Start of Dataset extract

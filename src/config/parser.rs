//! Manifest parser for loading configuration files.
//!
//! This module handles loading the manifest from YAML files and environment
//! variables, with proper precedence and error handling.

use crate::error::{ConfigError, GroundplanError, Result};
use std::path::Path;
use tracing::{debug, info};

use super::spec::Manifest;

/// Parser for loading the deployment manifest.
#[derive(Debug, Default)]
pub struct ManifestParser {
    /// Base path for resolving relative paths.
    base_path: Option<std::path::PathBuf>,
}

impl ManifestParser {
    /// Creates a new manifest parser.
    #[must_use]
    pub const fn new() -> Self {
        Self { base_path: None }
    }

    /// Sets the base path for resolving relative paths.
    #[must_use]
    pub fn with_base_path(mut self, path: impl Into<std::path::PathBuf>) -> Self {
        self.base_path = Some(path.into());
        self
    }

    /// Loads the manifest from a YAML file.
    ///
    /// # Errors
    ///
    /// Returns an error if the file cannot be read or parsed.
    pub fn load_file(&self, path: impl AsRef<Path>) -> Result<Manifest> {
        let path = path.as_ref();
        info!("Loading manifest from: {}", path.display());

        if !path.exists() {
            return Err(GroundplanError::Config(ConfigError::FileNotFound {
                path: path.to_path_buf(),
            }));
        }

        let content = std::fs::read_to_string(path).map_err(|e| {
            GroundplanError::Config(ConfigError::ParseError {
                message: format!("Failed to read file: {e}"),
                location: Some(path.display().to_string()),
            })
        })?;

        self.parse_yaml(&content, Some(path))
    }

    /// Parses the manifest from a YAML string.
    ///
    /// # Errors
    ///
    /// Returns an error if the YAML is invalid.
    pub fn parse_yaml(&self, content: &str, source: Option<&Path>) -> Result<Manifest> {
        debug!("Parsing YAML manifest");

        let manifest: Manifest = serde_yaml::from_str(content).map_err(|e| {
            let location = source.map(|p| p.display().to_string());
            GroundplanError::Config(ConfigError::ParseError {
                message: format!("YAML parse error: {e}"),
                location,
            })
        })?;

        debug!(
            "Successfully parsed manifest for project: {}",
            manifest.project.name
        );
        Ok(manifest)
    }

    /// Loads the manifest with environment variable overrides.
    ///
    /// Environment variables are checked in the format:
    /// `GROUNDPLAN_<SECTION>_<KEY>` (e.g., `GROUNDPLAN_PROJECT_NAME`)
    ///
    /// # Errors
    ///
    /// Returns an error if the file cannot be read or parsed.
    pub fn load_with_env(&self, path: impl AsRef<Path>) -> Result<Manifest> {
        let mut manifest = self.load_file(path)?;

        Self::apply_env_overrides(&mut manifest);

        Ok(manifest)
    }

    /// Applies environment variable overrides to the manifest.
    fn apply_env_overrides(manifest: &mut Manifest) {
        if let Ok(name) = std::env::var("GROUNDPLAN_PROJECT_NAME") {
            debug!("Overriding project.name from environment");
            manifest.project.name = name;
        }

        if let Ok(env) = std::env::var("GROUNDPLAN_PROJECT_ENVIRONMENT") {
            debug!("Overriding project.environment from environment");
            manifest.project.environment = env;
        }

        if let Ok(endpoint) = std::env::var("GROUNDPLAN_PROVIDER_ENDPOINT") {
            debug!("Overriding provider.endpoint from environment");
            manifest.provider.endpoint = endpoint;
        }

        if let Ok(bucket) = std::env::var("GROUNDPLAN_STATE_BUCKET") {
            debug!("Overriding state.bucket from environment");
            manifest.state.bucket = Some(bucket);
        }

        if let Ok(prefix) = std::env::var("GROUNDPLAN_STATE_PREFIX") {
            debug!("Overriding state.prefix from environment");
            manifest.state.prefix = Some(prefix);
        }
    }

    /// Loads the .env file if present.
    ///
    /// # Errors
    ///
    /// Returns an error if the .env file exists but cannot be loaded.
    pub fn load_dotenv(&self) -> Result<()> {
        let env_path = self
            .base_path
            .as_ref()
            .map_or_else(|| std::path::PathBuf::from(".env"), |p| p.join(".env"));

        if env_path.exists() {
            info!("Loading environment from: {}", env_path.display());
            dotenvy::from_path(&env_path).map_err(|e| {
                GroundplanError::Config(ConfigError::ParseError {
                    message: format!("Failed to load .env file: {e}"),
                    location: Some(env_path.display().to_string()),
                })
            })?;
        } else {
            debug!(".env file not found at: {}", env_path.display());
        }

        Ok(())
    }

    /// Gets the provider API token from environment.
    ///
    /// # Errors
    ///
    /// Returns an error if the token is not set.
    pub fn provider_token() -> Result<String> {
        std::env::var("GROUNDPLAN_PROVIDER_TOKEN").map_err(|_| {
            GroundplanError::Config(ConfigError::MissingEnvVar {
                name: String::from("GROUNDPLAN_PROVIDER_TOKEN"),
            })
        })
    }
}

/// Default manifest file names to search for.
pub const DEFAULT_MANIFEST_FILES: &[&str] = &[
    "groundplan.yaml",
    "groundplan.yml",
    "deploy.yaml",
    "deploy.yml",
];

/// Finds the manifest file in the given directory or its parents.
///
/// # Errors
///
/// Returns an error if no manifest file is found.
pub fn find_manifest_file(start_dir: impl AsRef<Path>) -> Result<std::path::PathBuf> {
    let start = start_dir.as_ref();
    let mut current = start.to_path_buf();

    loop {
        for filename in DEFAULT_MANIFEST_FILES {
            let manifest_path = current.join(filename);
            if manifest_path.exists() {
                info!("Found manifest file: {}", manifest_path.display());
                return Ok(manifest_path);
            }
        }

        if !current.pop() {
            break;
        }
    }

    Err(GroundplanError::Config(ConfigError::FileNotFound {
        path: start.join(DEFAULT_MANIFEST_FILES[0]),
    }))
}

#[cfg(test)]
mod tests {
    use super::*;

    #[test]
    fn test_parse_minimal_manifest() {
        let yaml = r"
project:
  name: test-project
state:
  backend: local
provider:
  endpoint: https://provider.internal/api
resources: []
";
        let parser = ManifestParser::new();
        let result = parser.parse_yaml(yaml, None);
        assert!(result.is_ok());

        let manifest = result.unwrap();
        assert_eq!(manifest.project.name, "test-project");
        assert_eq!(manifest.project.environment, "dev");
        assert_eq!(manifest.apply.max_parallel, 4);
    }

    #[test]
    fn test_parse_full_manifest() {
        let yaml = r#"
project:
  name: bi-platform
  environment: prod

state:
  backend: s3
  bucket: bi-platform-state
  prefix: bi-platform/prod

provider:
  endpoint: https://provider.internal/api
  timeout_secs: 60

apply:
  max_parallel: 8
  max_attempts: 5

resources:
  - id: platform-vpc
    kind: network
    properties:
      cidr: 10.1.0.0/19
      max_azs: 2

  - id: platform-sg
    kind: security-group
    depends_on: [platform-vpc]
    properties:
      ingress:
        - cidr: 10.1.0.0/19
          port: 5432

  - id: hscn-resolver
    kind: dns-resolver
    depends_on: [platform-vpc, platform-sg]
    properties:
      direction: OUTBOUND
"#;
        let parser = ManifestParser::new();
        let result = parser.parse_yaml(yaml, None);
        assert!(result.is_ok());

        let manifest = result.unwrap();
        assert_eq!(manifest.project.name, "bi-platform");
        assert_eq!(manifest.resources.len(), 3);
        assert_eq!(manifest.resources[1].depends_on, vec!["platform-vpc"]);
        assert_eq!(manifest.apply.max_parallel, 8);
        assert_eq!(manifest.provider.timeout_secs, 60);
    }

    #[test]
    fn test_parse_invalid_yaml() {
        let parser = ManifestParser::new();
        let result = parser.parse_yaml("not: [valid", None);
        assert!(result.is_err());
    }
}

End of Dataset extract

Please report every line of the records above that contains the word "AsRef".

    pub fn load_file(&self, path: impl AsRef<Path>) -> Result<Manifest> {
    pub fn load_with_env(&self, path: impl AsRef<Path>) -> Result<Manifest> {
pub fn find_manifest_file(start_dir: impl AsRef<Path>) -> Result<std::path::PathBuf> {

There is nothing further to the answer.